■ What you are asked to do: I need all the entries repeated exactly as written.
━━━━━━━━
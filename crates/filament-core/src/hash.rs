//! BLAKE2b digests used by addresses, checksums and message CIDs.

use crate::constants::{CHECKSUM_LEN, PAYLOAD_HASH_LEN};

/// BLAKE2b with an arbitrary output length (1..=64 bytes).
pub fn blake2b(data: &[u8], len: usize) -> Vec<u8> {
    blake2b_simd::Params::new()
        .hash_length(len)
        .hash(data)
        .as_bytes()
        .to_vec()
}

/// BLAKE2b-160, the address payload hash for secp256k1 keys and actors.
pub fn blake2b_160(data: &[u8]) -> [u8; PAYLOAD_HASH_LEN] {
    let mut out = [0u8; PAYLOAD_HASH_LEN];
    out.copy_from_slice(&blake2b(data, PAYLOAD_HASH_LEN));
    out
}

/// BLAKE2b-256, used for CIDs and as the secp256k1 signing digest.
pub fn blake2b_256(data: &[u8]) -> [u8; 32] {
    let mut out = [0u8; 32];
    out.copy_from_slice(&blake2b(data, 32));
    out
}

/// 4-byte BLAKE2b address checksum.
pub fn checksum(data: &[u8]) -> [u8; CHECKSUM_LEN] {
    let mut out = [0u8; CHECKSUM_LEN];
    out.copy_from_slice(&blake2b(data, CHECKSUM_LEN));
    out
}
━━━━━━━━
■ Answer area:
filename crates/filament-core/src/hash.rs
//! BLAKE2b digests used by addresses, checksums and message CIDs.

use crate::constants::{CHECKSUM_LEN, PAYLOAD_HASH_LEN};

/// BLAKE2b with an arbitrary output length (1..=64 bytes).
pub fn blake2b(data: &[u8], len: usize) -> Vec<u8> {
    blake2b_simd::Params::new()
        .hash_length(len)
        .hash(data)
        .as_bytes()
        .to_vec()
}

/// BLAKE2b-160, the address payload hash for secp256k1 keys and actors.
pub fn blake2b_160(data: &[u8]) -> [u8; PAYLOAD_HASH_LEN] {
    let mut out = [0u8; PAYLOAD_HASH_LEN];
    out.copy_from_slice(&blake2b(data, PAYLOAD_HASH_LEN));
    out
}

/// BLAKE2b-256, used for CIDs and as the secp256k1 signing digest.
pub fn blake2b_256(data: &[u8]) -> [u8; 32] {
    let mut out = [0u8; 32];
    out.copy_from_slice(&blake2b(data, 32));
    out
}

/// 4-byte BLAKE2b address checksum.
pub fn checksum(data: &[u8]) -> [u8; CHECKSUM_LEN] {
    let mut out = [0u8; CHECKSUM_LEN];
    out.copy_from_slice(&blake2b(data, CHECKSUM_LEN));
    out
}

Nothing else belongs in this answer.